- Original language: English
- Written by: Michael Lew

= Tiger Style! =

Play by Mike Lew

Tiger Style! is a 2016 stage play written by Mike Lew, an American-born playwright of Chinese heritage. It was first presented at Boston's Wimberly Theatre, Calderwood Pavilion, Boston Center for the Arts in October/November 2016, produced by the Huntington Theatre Company and directed by Moritz von Stuelpnagel. It will be playing at the Olney Theatre Center, in Olney, Maryland, opening in July 2019.

==Description==
The play is an attempt by a Chinese-American playwright to describe his conflicted feelings, being raised by "tiger parents" while confronting the realities of career and lifestyle choices in the United States. It lampoons the stereotypes that surround Chinese-Americans while illustrating the weight of such stereotypes on those involved. As the play opens, an older sister and a younger brother living in the United States are reflecting on the unrealized potential in their lives, as they squabble and consider their individual futures. They finally decide to travel to China, where "race will not be a problem".

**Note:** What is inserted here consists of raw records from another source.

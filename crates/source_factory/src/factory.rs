//! Source factory - builds the per-side source pair from a blueprint

use std::path::Path;
use std::sync::Arc;

use contracts::{DistanceSource, DoorwayBlueprint, SensorEndpointConfig, Side, SourceKind};
use tracing::{info, instrument};

use crate::{FactoryError, ReplaySource, SimulatedDoorway, SimulatedSource};

/// The built source pair, one per doorway side
pub struct SourcePair {
    pub left: Box<dyn DistanceSource>,
    pub right: Box<dyn DistanceSource>,
}

impl SourcePair {
    /// Borrow the source for one side
    pub fn side_mut(&mut self, side: Side) -> &mut dyn DistanceSource {
        match side {
            Side::Left => self.left.as_mut(),
            Side::Right => self.right.as_mut(),
        }
    }
}

/// Builds `DistanceSource` implementations from blueprint endpoints
pub struct SourceFactory;

impl SourceFactory {
    /// Build both sides from the blueprint
    ///
    /// Simulated sides share one world so scripted transits cross the doorway
    /// coherently. Any construction failure is fatal: the engine must not
    /// start its cycle loop without two functioning sources.
    #[instrument(name = "source_factory_build", skip(blueprint))]
    pub fn build_from_blueprint(blueprint: &DoorwayBlueprint) -> Result<SourcePair, FactoryError> {
        let world = Self::shared_world(blueprint);

        let left = Self::build_side(Side::Left, &blueprint.sensors.left, world.as_ref())?;
        let right = Self::build_side(Side::Right, &blueprint.sensors.right, world.as_ref())?;

        info!(
            left = %left.label(),
            right = %right.label(),
            "distance sources ready"
        );

        Ok(SourcePair { left, right })
    }

    fn shared_world(blueprint: &DoorwayBlueprint) -> Option<Arc<SimulatedDoorway>> {
        let any_simulated = blueprint.sensors.left.source == SourceKind::Simulated
            || blueprint.sensors.right.source == SourceKind::Simulated;

        any_simulated.then(|| {
            Arc::new(SimulatedDoorway::new(
                blueprint.simulation.clone(),
                blueprint.detector.entry_origin,
            ))
        })
    }

    fn build_side(
        side: Side,
        endpoint: &SensorEndpointConfig,
        world: Option<&Arc<SimulatedDoorway>>,
    ) -> Result<Box<dyn DistanceSource>, FactoryError> {
        match endpoint.source {
            SourceKind::Simulated => {
                let world = world.ok_or_else(|| {
                    FactoryError::init(&endpoint.label, "simulated world not constructed")
                })?;
                Ok(Box::new(SimulatedSource::new(
                    &endpoint.label,
                    side,
                    endpoint.max_range_cm,
                    Arc::clone(world),
                )))
            }
            SourceKind::Replay => {
                let path = endpoint
                    .params
                    .get("path")
                    .ok_or_else(|| FactoryError::missing_param(&endpoint.label, "path"))?;
                let loop_playback = endpoint
                    .params
                    .get("loop")
                    .map(|v| v == "true")
                    .unwrap_or(false);

                let source = ReplaySource::load(
                    Path::new(path),
                    side,
                    &endpoint.label,
                    loop_playback,
                    endpoint.max_range_cm,
                )?;
                Ok(Box::new(source))
            }
        }
    }
}
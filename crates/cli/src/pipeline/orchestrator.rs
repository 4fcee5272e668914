//! Pipeline orchestrator - coordinates all components.
//!
//! Owns the single sequential control flow: it asks the engine what to do,
//! performs the measurement or sleep, and forwards confirmed crossings to the
//! dispatcher. Shared state is snapshotted into `OccupancyUpdate`s before it
//! crosses the channel, never shared live.

use std::time::{Duration, Instant};

use anyhow::{Context, Result};
use contracts::{DoorwayBlueprint, OccupancyUpdate};
use detection_engine::{DoorwayEngine, EngineAction};
use observability::{record_crossing, record_occlusion_discarded};
use source_factory::SourceFactory;
use tokio::sync::mpsc;
use tracing::{info, warn};

use super::RunStats;

/// Pipeline configuration
#[derive(Debug, Clone)]
pub struct PipelineConfig {
    /// The doorway blueprint configuration
    pub blueprint: DoorwayBlueprint,

    /// Maximum number of confirmed crossings to process (None = unlimited)
    pub max_crossings: Option<u64>,

    /// Run timeout (None = no timeout)
    pub timeout: Option<Duration>,

    /// Dispatcher channel buffer size
    pub buffer_size: usize,

    /// Metrics server port (None = disabled)
    pub metrics_port: Option<u16>,
}

/// Main pipeline orchestrator
pub struct Pipeline {
    config: PipelineConfig,
}

impl Pipeline {
    /// Create a new pipeline with the given configuration
    pub fn new(config: PipelineConfig) -> Self {
        Self { config }
    }

    /// Run the control loop to completion
    pub async fn run(self) -> Result<RunStats> {
        let start_time = Instant::now();
        let blueprint = &self.config.blueprint;

        // Initialize Metrics (optional)
        if let Some(port) = self.config.metrics_port {
            observability::init_metrics_only(port)?;
            info!("Metrics endpoint available on port {}", port);
        }

        // Build distance sources
        info!(doorway = %blueprint.doorway.name, "Building distance sources...");
        let mut sources = SourceFactory::build_from_blueprint(blueprint)
            .context("Failed to build distance sources")?;

        // Configure detection engine
        let mut engine = DoorwayEngine::new(blueprint.detector.clone());
        info!(
            entry_origin = %blueprint.detector.entry_origin,
            object_width_cm = blueprint.detector.threshold.object_width_cm,
            outlier_slack_cm = blueprint.detector.threshold.outlier_slack_cm,
            confirm_attempts = blueprint.detector.sequencer.confirm_attempts,
            "Detection engine configured"
        );

        // Setup Dispatcher
        info!("Setting up dispatcher...");
        let (update_tx, update_rx) = mpsc::channel::<OccupancyUpdate>(self.config.buffer_size);

        if blueprint.sinks.is_empty() {
            warn!("No sinks configured - occupancy updates will be dropped");
        }

        let dispatcher = dispatcher::create_dispatcher(blueprint.sinks.clone(), update_rx)
            .context("Failed to create dispatcher")?;

        let active_sinks = blueprint.sinks.len();
        let dispatcher_handle = dispatcher.spawn();

        info!(active_sinks, "Dispatcher started");

        let mut stats = RunStats {
            active_sinks,
            ..Default::default()
        };

        let deadline = self.config.timeout.map(|t| start_time + t);
        let max_crossings = self.config.max_crossings;

        info!(max_crossings = ?max_crossings, "Control loop running");

        // The control loop: one logical thread of execution performs sensor
        // reads, filtering, and state transitions in strict cycle order.
        'control: loop {
            if let Some(deadline) = deadline {
                if Instant::now() >= deadline {
                    info!("Run timeout reached");
                    break;
                }
            }

            let now = start_time.elapsed().as_secs_f64();
            match engine.next_action(now) {
                EngineAction::Wait { until_s } => {
                    let mut delay = until_s - now;
                    if let Some(deadline) = deadline {
                        let to_deadline =
                            deadline.saturating_duration_since(Instant::now()).as_secs_f64();
                        delay = delay.min(to_deadline);
                    }
                    if delay > 0.0 {
                        tokio::time::sleep(Duration::from_secs_f64(delay)).await;
                    }
                }
                EngineAction::Sample { side, .. } => {
                    let raw_cm = sources.side_mut(side).measure();
                    stats.samples += 1;

                    let submitted_at = start_time.elapsed().as_secs_f64();
                    let discarded_before = engine.abandoned();

                    if let Some(event) = engine.submit(submitted_at, side, raw_cm) {
                        record_crossing(&event);
                        stats.crossing_metrics.update(&event);

                        let update = OccupancyUpdate {
                            seq: engine.crossings(),
                            count: event.occupancy,
                            event,
                        };

                        info!(
                            seq = update.seq,
                            occupancy = update.count,
                            direction = update.event.direction.as_str(),
                            "Occupancy update"
                        );

                        if update_tx.send(update).await.is_err() {
                            warn!("Dispatcher channel closed");
                            break 'control;
                        }

                        if let Some(max) = max_crossings {
                            if engine.crossings() >= max {
                                info!(crossings = engine.crossings(), "Reached max crossings limit");
                                break 'control;
                            }
                        }
                    } else if engine.abandoned() > discarded_before {
                        // The confirming poll we just fed exhausted the window;
                        // the origin was the opposite side
                        record_occlusion_discarded(side.opposite());
                        stats.crossing_metrics.note_discarded();
                    }
                }
            }
        }

        // Shutdown
        info!("Shutting down pipeline...");
        drop(update_tx);

        // Wait for dispatcher to flush
        let _ = tokio::time::timeout(Duration::from_secs(5), dispatcher_handle).await;

        stats.cycles = engine.cycles();
        stats.final_count = engine.occupancy();
        stats.duration = start_time.elapsed();

        info!(
            duration_secs = stats.duration.as_secs_f64(),
            cycles = stats.cycles,
            crossings = stats.crossing_metrics.total_crossings,
            final_count = stats.final_count,
            "Pipeline shutdown complete"
        );

        Ok(stats)
    }
}
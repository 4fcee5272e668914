//! Scripted Crossing Demo
//!
//! Minimal engine-only walkthrough with a logical clock: calibrates against
//! scripted sources, then replays one entry and one exit, printing each
//! confirmed crossing. Useful for seeing the state machine's decisions
//! without any timing or async machinery.
//!
//! Run with: cargo run --bin scripted_crossing

use contracts::{DistanceSource, Side};
use detection_engine::{DoorwayEngine, EngineAction};
use source_factory::ScriptedSource;

fn main() {
    tracing_subscriber::fmt()
        .with_max_level(tracing::Level::DEBUG)
        .init();

    let mut engine = DoorwayEngine::new(Default::default());

    // Warm-up at a 100 cm resting distance, then one entry
    // (right triggers, left confirms) and one exit (left triggers,
    // right confirms)
    let mut left_readings = vec![100.0; 10];
    left_readings.extend([100.0, 65.0, 60.0]);
    let mut left = ScriptedSource::new("left", left_readings, 100.0);

    let mut right_readings = vec![100.0; 10];
    right_readings.extend([70.0, 55.0]);
    let mut right = ScriptedSource::new("right", right_readings, 100.0);

    let mut now = 0.0;
    for _ in 0..100 {
        match engine.next_action(now) {
            EngineAction::Wait { until_s } => now = until_s,
            EngineAction::Sample { side, kind } => {
                let raw_cm = match side {
                    Side::Left => left.measure(),
                    Side::Right => right.measure(),
                };
                println!("t={now:7.3}s  {side:5}  {kind:?}: {raw_cm} cm");

                if let Some(event) = engine.submit(now, side, raw_cm) {
                    println!(
                        ">>> {} confirmed (origin {}, attempt {}), occupancy now {}",
                        event.direction.as_str(),
                        event.origin,
                        event.attempts_used,
                        event.occupancy
                    );
                }
            }
        }

        if engine.crossings() == 2 {
            break;
        }
    }

    println!("final occupancy: {}", engine.occupancy());
}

Albert is in his early 30s. Jennifer is also in her 30s. They were high achievers in their youth. They both went to Harvard (she graduated in three years). She played piano — "I was the first MD/PhD ever to sell out a concert at Carnegie Hall," she boasts — and he played cello. She became an oncologist; he became a software programmer. But they have ended up with neither the professional fulfillment nor the romantic satisfaction they anticipated. Their life plans are not being fulfilled.

Jennifer has just been dumped by her boyfriend, who excused his leaving by explaining that he at first found her exotic, but was disappointed when she was not "submissive". Albert has just been passed over for a promotion at his company. Looking for explanations for their relative failures, they first blame their parents. They decide it would be therapeutic to confront the parents to demand an apology for the "tiger parenting" that fostered unrealistic expectations but inadequate life skills. Says Albert, "I'm gonna yell at my mom like a white girl!"

However, Mom and Dad prove unrepentant; they advise the children to stop whining. So Albert and Jennifer decide to travel to China, the ancestral homeland, as part of an "Asian Freedom Tour" that will allow them to reinvent themselves ("If we can’t escape a racialized context in America despite being Americans, then we go be Chinese in China, where race is no longer a factor").

Complications ensue.

==Development==
Playwright Mike Lew was interviewed on Boston FM radio station WBUR-FM's program All Things Considered to discuss the background of his play. He explained that "tiger parenting" is not a China-society phenomenon, but rather is a strategy which has been employed by some Chinese immigrants in an attempt to have their next-generation members be more accepted by American society. Lew said his play is his attempt to a) explain the origin of this strategy in Chinese-origin families; and b) explore the resulting pressures and reactions of the children thus involved. He said that many of his own feelings and experiences are portrayed (in a fictionalized format) in the play.